Porém, evidências coletadas por Elhauge e por outros autores mostram que, de fato, existe uma comunicação entre diretores de corporações que atuam nas mesmas áreas para garantir que todos continuem a satisfazer os desejos de BlackRock e companhia. Além disso, evidências acumuladas desde então mostram que as gestoras são ativas em pressionar os diretores das companhias das quais são acionistas.
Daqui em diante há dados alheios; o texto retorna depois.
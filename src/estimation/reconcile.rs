use crate::model::{UtilizationClass, UtilizationVector};

/// pi / 4 / 10^4: converts diameter-squared in cm^2 times stems/ha into
/// basal area in m^2/ha.
pub const PI_40K: f32 = std::f32::consts::PI / 40_000.0;

/// Stem density from basal area (m^2/ha) and quadratic mean diameter (cm).
pub fn trees_per_hectare(basal_area: f32, quad_mean_diameter: f32) -> f32 {
    if quad_mean_diameter == 0.0 || quad_mean_diameter.is_nan() || basal_area.is_nan() {
        0.0
    } else {
        basal_area / PI_40K / (quad_mean_diameter * quad_mean_diameter)
    }
}

/// Basal area from quadratic mean diameter (cm) and stem density (/ha).
pub fn basal_area(quad_mean_diameter: f32, trees_per_hectare: f32) -> f32 {
    if quad_mean_diameter.is_nan() || trees_per_hectare.is_nan() {
        0.0
    } else {
        quad_mean_diameter * quad_mean_diameter * PI_40K * trees_per_hectare
    }
}

/// Quadratic mean diameter from basal area and stem density; 0 for
/// degenerate or absurd inputs.
pub fn quad_mean_diameter(basal_area: f32, trees_per_hectare: f32) -> f32 {
    if basal_area > 1.0e6
        || basal_area == 0.0
        || basal_area.is_nan()
        || trees_per_hectare > 1.0e6
        || trees_per_hectare == 0.0
        || trees_per_hectare.is_nan()
    {
        0.0
    } else {
        (basal_area / trees_per_hectare / PI_40K).sqrt()
    }
}

/// Make the three utilization vectors mutually consistent: stem density of
/// each size band is recomputed from that band's basal area and diameter, the
/// band densities are rolled up into the All slot, and the All-class diameter
/// is re-derived from the totals.
pub fn reconcile_components(
    basal_areas: &UtilizationVector,
    densities: &mut UtilizationVector,
    diameters: &mut UtilizationVector,
) {
    for uc in UtilizationClass::UTIL_CLASSES {
        densities.set(uc, trees_per_hectare(basal_areas.get(uc), diameters.get(uc)));
    }
    densities.set_all(densities.band_sum());
    diameters.set_all(quad_mean_diameter(basal_areas.all(), densities.all()));
}

#[cfg(test)]
mod tests {
    use super::*;
    use assert_approx_eq::assert_approx_eq;
    use proptest::prelude::*;

    #[test]
    fn test_identity_round_trip() {
        let tph = trees_per_hectare(30.0, 20.0);
        assert_approx_eq!(basal_area(20.0, tph), 30.0, 1e-4);
        assert_approx_eq!(quad_mean_diameter(30.0, tph), 20.0, 1e-4);
    }

    #[test]
    fn test_degenerate_inputs_give_zero() {
        assert_eq!(trees_per_hectare(30.0, 0.0), 0.0);
        assert_eq!(trees_per_hectare(f32::NAN, 20.0), 0.0);
        assert_eq!(quad_mean_diameter(0.0, 500.0), 0.0);
        assert_eq!(quad_mean_diameter(30.0, f32::NAN), 0.0);
        assert_eq!(quad_mean_diameter(2.0e6, 500.0), 0.0);
        assert_eq!(basal_area(f32::NAN, 500.0), 0.0);
    }

    #[test]
    fn test_reconcile_band_sums() {
        let ba = UtilizationVector::from_values([0.0, 30.0, 6.0, 9.0, 9.0, 6.0]);
        let mut tph = UtilizationVector::new();
        let mut dq = UtilizationVector::from_values([0.0, 0.0, 10.0, 15.0, 20.0, 25.0]);
        reconcile_components(&ba, &mut tph, &mut dq);

        assert_approx_eq!(tph.all(), tph.band_sum(), 1e-3);
        for uc in UtilizationClass::UTIL_CLASSES {
            let back = basal_area(dq.get(uc), tph.get(uc));
            assert_approx_eq!(back, ba.get(uc), 1e-3);
        }
        // All-class diameter satisfies the identity against the totals.
        let back_all = basal_area(dq.all(), tph.all());
        assert_approx_eq!(back_all, ba.all(), 1e-3);
    }

    #[test]
    fn test_reconcile_zero_band() {
        let ba = UtilizationVector::from_values([0.0, 15.0, 0.0, 5.0, 5.0, 5.0]);
        let mut tph = UtilizationVector::new();
        let mut dq = UtilizationVector::from_values([0.0, 0.0, 10.0, 15.0, 20.0, 25.0]);
        reconcile_components(&ba, &mut tph, &mut dq);
        assert_eq!(tph.get(UtilizationClass::U75To125), 0.0);
    }

    proptest! {
        #[test]
        fn prop_identity_holds(ba in 0.1f32..200.0, dq in 7.5f32..80.0) {
            let tph = trees_per_hectare(ba, dq);
            let back = basal_area(dq, tph);
            prop_assert!((back - ba).abs() / ba < 1e-3);
        }

        #[test]
        fn prop_qmd_positive(ba in 0.1f32..200.0, tph in 1.0f32..10_000.0) {
            let dq = quad_mean_diameter(ba, tph);
            prop_assert!(dq > 0.0);
            let back = basal_area(dq, tph);
            prop_assert!((back - ba).abs() / ba < 1e-3);
        }
    }
}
Em entrevistas, 63% dos investidores admitiram ter contato direto com diretores. A BlackRock chegou a ter 1.500 reuniões privadas em um ano, ao passo que a Vanguard registrou 800. Isso desafia outro lugar comum entre economistas liberais, de que haveria uma divergência muito saudável entre os interesses das gestoras e das corporações. Na verdade, por contraditório que pareça, esse capitalismo hipertrofiado inviabilizaria o próprio capitalismo, na medida em que eliminaria a concorrência.
No artigo já mencionado, de 2017, os autores compararam o comportamento das três gestoras em 100 mil votos dados em assembleias de acionistas. Em apenas seis ocasiões a Vanguard votou de maneira diferente dos demais fundos. No caso da BlackRock, foram 18 ocasiões. A State Street apresentou um número maior, 195, mas ainda baixíssimo diante do tamanho total da amostragem.
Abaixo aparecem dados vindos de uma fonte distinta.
use crate::error::GrowthError;
use crate::model::{Bank, Region, UtilizationClass};
use crate::tables::ControlData;

/// Model-only estimate of a species' small (below 7.5 cm) component.
#[derive(Debug, Clone, Copy, PartialEq)]
pub struct SmallComponentEstimate {
    pub probability: f32,
    pub conditional_basal_area: f32,
    /// `probability * conditional_basal_area`.
    pub basal_area: f32,
    pub quad_mean_diameter: f32,
    pub lorey_height: f32,
    /// Whole-stem volume per small tree.
    pub mean_volume: f32,
}

/// EMP080: probability that a species has a small component at all.
pub fn small_component_probability(
    tables: &ControlData,
    genus: &str,
    lorey_height: f32,
    region: Region,
    primary_years_at_breast_height: f32,
) -> Result<f32, GrowthError> {
    let coe = tables.small_probability_coe(genus)?;

    let a0 = coe.coe(1);
    let a1 = if region == Region::Coastal { coe.coe(2) } else { 0.0 };
    let a2 = coe.coe(3);
    let a3 = coe.coe(4);

    let logit = a0 + a1 + a2 * primary_years_at_breast_height + a3 * lorey_height;

    Ok(logit.exp() / (1.0 + logit.exp()))
}

/// EMP081: expected small-component basal area, conditional on one existing.
pub fn conditional_expected_basal_area(
    tables: &ControlData,
    genus: &str,
    basal_area: f32,
    lorey_height: f32,
    _region: Region,
) -> Result<f32, GrowthError> {
    let coe = tables.small_basal_area_coe(genus)?;

    let a0 = coe.coe(1);
    let a2 = coe.coe(3);
    let a3 = coe.coe(4);

    // The interior form of the equation is applied in both regions, matching
    // the behaviour of the originating system.
    let coast = 0.0f32;
    let a1 = coe.coe(2) * coast;

    let arg = (a0 + a1 + a2 * basal_area) * (a3 * lorey_height).exp();
    Ok(arg.max(0.0))
}

/// EMP082: quadratic mean diameter of the small component.
pub fn small_component_quad_mean_diameter(
    tables: &ControlData,
    genus: &str,
    lorey_height: f32,
) -> Result<f32, GrowthError> {
    let coe = tables.small_dq_coe(genus)?;
    let logit = coe.coe(1) + coe.coe(2) * lorey_height;
    Ok(4.0 + 3.5 * logit.exp() / (1.0 + logit.exp()))
}

/// EMP085: lorey height of the small component.
pub fn small_component_lorey_height(
    tables: &ControlData,
    genus: &str,
    lorey_height_all: f32,
    quad_mean_diameter_small: f32,
    quad_mean_diameter_all: f32,
) -> Result<f32, GrowthError> {
    let coe = tables.small_lorey_height_coe(genus)?;
    let a0 = coe.coe(1);
    let a1 = coe.coe(2);
    Ok(1.3
        + (lorey_height_all - 1.3)
            * (a0 * (quad_mean_diameter_small.powf(a1) - quad_mean_diameter_all.powf(a1))).exp())
}

/// EMP086: mean whole-stem volume of one small tree.
pub fn small_component_mean_volume(
    tables: &ControlData,
    genus: &str,
    quad_mean_diameter_small: f32,
    lorey_height_small: f32,
) -> Result<f32, GrowthError> {
    let coe = tables.small_ws_volume_coe(genus)?;
    let a0 = coe.coe(1);
    let a1 = coe.coe(2);
    let a2 = coe.coe(3);
    let a3 = coe.coe(4);
    Ok((a0
        + a1 * quad_mean_diameter_small.ln()
        + a2 * lorey_height_small.ln()
        + a3 * quad_mean_diameter_small)
        .exp())
}

/// Model-only small-component estimate for one species of the bank.
pub fn estimate_small_components(
    tables: &ControlData,
    bank: &Bank,
    species: usize,
    region: Region,
    primary_years_at_breast_height: f32,
) -> Result<SmallComponentEstimate, GrowthError> {
    let genus = &bank.genera[species];
    let lorey_height_all = bank.lorey_heights[species].all();
    let quad_mean_diameter_all = bank.quad_mean_diameters[species].all();
    let basal_area_all = bank.basal_areas[species].get(UtilizationClass::All);

    let probability = small_component_probability(
        tables,
        genus,
        lorey_height_all,
        region,
        primary_years_at_breast_height,
    )?;
    let conditional_basal_area =
        conditional_expected_basal_area(tables, genus, basal_area_all, lorey_height_all, region)?;
    let quad_mean_diameter = small_component_quad_mean_diameter(tables, genus, lorey_height_all)?;
    let lorey_height = small_component_lorey_height(
        tables,
        genus,
        lorey_height_all,
        quad_mean_diameter,
        quad_mean_diameter_all,
    )?;
    let mean_volume = small_component_mean_volume(tables, genus, quad_mean_diameter, lorey_height)?;

    Ok(SmallComponentEstimate {
        probability,
        conditional_basal_area,
        basal_area: probability * conditional_basal_area,
        quad_mean_diameter,
        lorey_height,
        mean_volume,
    })
}

#[cfg(test)]
mod tests {
    use super::*;
    use crate::model::Coefficients;
    use assert_approx_eq::assert_approx_eq;

    fn tables() -> ControlData {
        let mut t = ControlData::new();
        t.small_component_probability.insert(
            "F".to_string(),
            Coefficients::new(vec![2.0, -0.5, -0.01, -0.05], 1),
        );
        t.small_component_basal_area.insert(
            "F".to_string(),
            Coefficients::new(vec![0.3, 0.2, 0.01, -0.05], 1),
        );
        t.small_component_quad_mean_diameter
            .insert("F".to_string(), Coefficients::new(vec![-1.0, 0.05], 1));
        t.small_component_lorey_height
            .insert("F".to_string(), Coefficients::new(vec![0.04, 1.0], 1));
        t.small_component_whole_stem_volume.insert(
            "F".to_string(),
            Coefficients::new(vec![-9.0, 1.8, 1.0, 0.01], 1),
        );
        t
    }

    #[test]
    fn test_probability_is_a_probability() {
        let t = tables();
        let p =
            small_component_probability(&t, "F", 25.0, Region::Interior, 60.0).unwrap();
        assert!((0.0..=1.0).contains(&p));
    }

    #[test]
    fn test_probability_coastal_term_applies_only_on_coast() {
        let t = tables();
        let interior =
            small_component_probability(&t, "F", 25.0, Region::Interior, 60.0).unwrap();
        let coastal =
            small_component_probability(&t, "F", 25.0, Region::Coastal, 60.0).unwrap();
        assert!(coastal < interior);
    }

    #[test]
    fn test_conditional_basal_area_non_negative() {
        let t = tables();
        // Large lorey height drives the exponential term toward zero.
        let ba = conditional_expected_basal_area(&t, "F", 30.0, 60.0, Region::Interior).unwrap();
        assert!(ba >= 0.0);
    }

    #[test]
    fn test_small_quad_mean_diameter_range() {
        let t = tables();
        let dq = small_component_quad_mean_diameter(&t, "F", 20.0).unwrap();
        // 4 + 3.5 * logistic is always inside (4.0, 7.5).
        assert!(dq > 4.0 && dq < 7.5, "dq = {dq}");
    }

    #[test]
    fn test_small_lorey_height_below_all_height() {
        let t = tables();
        let hl = small_component_lorey_height(&t, "F", 25.0, 5.5, 28.0).unwrap();
        assert!(hl > 1.3);
        assert!(hl < 25.0);
    }

    #[test]
    fn test_mean_volume_formula() {
        let t = tables();
        let v = small_component_mean_volume(&t, "F", 5.5, 7.0).unwrap();
        let expected =
            (-9.0f32 + 1.8 * 5.5f32.ln() + 1.0 * 7.0f32.ln() + 0.01 * 5.5).exp();
        assert_approx_eq!(v, expected, 1e-5);
    }

    #[test]
    fn test_missing_genus_is_missing_coefficient() {
        let t = tables();
        assert!(matches!(
            small_component_probability(&t, "ZZ", 25.0, Region::Interior, 60.0),
            Err(GrowthError::MissingCoefficient(_))
        ));
    }
}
O estudo também demonstrou que existe um alto grau de convergência entre as gestoras e as empresas das quais são acionistas – à diferença do que pregava o lugar comum. Eles votaram de maneira convergente com a direção em mais de 90% das ocasiões. A maioria dos votos contrários dizia respeito a reclamações de acionistas contra danos sociais e ambientais, ou seja, um balde de água fria para quem acredita que o próprio mercado levaria a uma versão melhorada do capitalismo.
Metodologia
A escolha das empresas levou em conta a edição de 2022 do relatório Barões da Alimentação, produzido pelo think tank ETC Group. Em praticamente todos os setores, foram escolhidas as três ou quatro maiores corporações, a depender do tamanho do controle sobre o mercado.
A única exceção foi o setor de ultraprocessados, mais pulverizado, para o qual foram escolhidas as oito maiores empresas. O levantamento buscou abarcar todos os setores do sistema alimentar globalizado: agrotóxicos, sementes, fertilizantes, máquinas agrícolas, farmacêutica animal, processadoras de grãos (tradings), indústria da carne, fabricantes de ultraprocessados e supermercados.